For them, and for the diehards who fill the bleachers at Jadwin Gym and the Palestra to watch Princeton and Penn battle for the Ivy League basketball title each year, the season doesn’t end with a matchup against one legendary rival. At other schools, road trips are more a rite of passage, less an enjoyable diversion. With the “sixth man”—the fans—squarely in their corner, foes of Harvard generate electricity strong enough to overcome any sluggishness from the travelling or unfamiliarity with the facilities.
Since 1994, the men’s hockey team has successfully defended its home ice just once against Cornell. In 14 years, the men’s basketball team has held off the Killer P’s (Penn and Princeton) at Lavietes Pavilion just four times.
During that same stretch, battling against the amassed student bodies at Jadwin and the Palestra, Harvard basketball has emerged with a victory only once, feeding the frenzy of excitement for loyal spectators when the Crimson comes to town.
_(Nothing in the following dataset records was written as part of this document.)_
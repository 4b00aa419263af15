use std::sync::Arc;

use tracing::{error, info, warn};

use cfspeed::args::BenchArgs;
use cfspeed::bench::{BenchConfig, Console, run_benchmark};
use cfspeed::error::{AppError, AppResult};
use cfspeed::http::{HttpTransport, Transport, TransportOptions};
use cfspeed::measure::{Engine, Meter};
use cfspeed::snapshot::to_json;
use cfspeed::summary::{load_rows, locate_unserializable_row, render_table, write_summary};
use cfspeed::system::process::{self, NICE_VALUE};
use cfspeed::system::sysinfo::{collect_sysinfo, print_sysinfo};

use super::types::{BenchmarkPlan, RunPlan, SummaryPlan};

pub(crate) async fn execute_plan(plan: RunPlan) -> AppResult<()> {
    match plan {
        RunPlan::SummaryTable(summary) => run_summary(&summary),
        RunPlan::SysinfoOnly { mask_sensitive } => {
            print_sysinfo(mask_sensitive);
            Ok(())
        }
        RunPlan::Benchmark(bench) => run_bench(*bench).await,
    }
}

fn run_summary(plan: &SummaryPlan) -> AppResult<()> {
    let rows = load_rows(&plan.files, plan.diagnostics);
    print!("{}", render_table(&rows));

    if let Err(err) = write_summary(&rows, &plan.out) {
        error!("Failed to write summary '{}': {}", plan.out.display(), err);
        if plan.diagnostics
            && let Some((index, cause)) = locate_unserializable_row(&rows)
        {
            error!("[DIAG] Row {} cannot be serialized: {}", index, cause);
        }
        return Err(AppError::summary(err));
    }
    info!("Summary written to {}", plan.out.display());
    Ok(())
}

async fn run_bench(plan: BenchmarkPlan) -> AppResult<()> {
    let BenchmarkPlan { args, flags } = plan;

    let transport: Arc<dyn Transport> = Arc::new(HttpTransport::new(
        &args.endpoint,
        TransportOptions {
            request_timeout: args.timeout,
            connect_timeout: args.connect_timeout,
        },
    )?);
    let meter = Meter::new(transport);
    let config = BenchConfig {
        engine: Engine::detect(args.parallel, args.parallel_workers),
        warm_up: !args.no_warmup,
        yield_between: !args.no_yield,
        mask_sensitive: args.mask_sensitive,
        flags,
    };
    let console = Console::new(args.json, args.minimize_output, args.no_color);

    let snapshot = run_benchmark(
        &meter,
        &config,
        &console,
        collect_sysinfo(args.mask_sensitive),
    )
    .await;

    if args.json {
        println!("{}", to_json(&snapshot)?);
    } else if args.show_flags_used {
        println!("[FLAGS] Used: {}", snapshot.flags.join(" "));
    }
    Ok(())
}

/// Host report and scheduling tweaks that must happen before the runtime exists.
///
/// Affinity and niceness are per thread on Linux; worker threads only inherit
/// them when they are spawned afterwards.
pub(crate) fn prepare_process(plan: &RunPlan) {
    if let RunPlan::Benchmark(bench) = plan {
        if bench.args.show_sysinfo {
            print_sysinfo(bench.args.mask_sensitive);
        }
        tune_process(&bench.args);
    }
}

/// Scheduling tweaks are best effort: failures are logged and the run continues.
fn tune_process(args: &BenchArgs) {
    if args.single_core
        && let Err(err) = process::pin_to_core(0)
    {
        warn!("{}", err);
    }
    if !args.no_nice
        && let Err(err) = process::set_nice(NICE_VALUE)
    {
        warn!("{}", err);
    }
    if args.drop_caches
        && let Err(err) = process::drop_caches()
    {
        warn!("{}", err);
    }
}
But for Cambridge’s casual fans, the calendar—dotted with a few scattered dates of can’t-miss contests—demands much less, even come playoff time. Hosting its final post-season contest of year, the women’s hockey team, ranked second in the nation, could draw just 423 students, one day removed from a turnout of 349.
Bright holds 2,776.
Their male counterparts proved a slightly better draw that same weekend, though they too played before a crowd littered with fans from opponent Vermont and thinned by empty seats, drawing attention from athletes and coaches alike.
As a gaggle of reporters descended on him outside the locker room following his team’s unseen victory, men’s coach Mark Mazzoleni recoiled for a moment before making light of his squad’s poor draw.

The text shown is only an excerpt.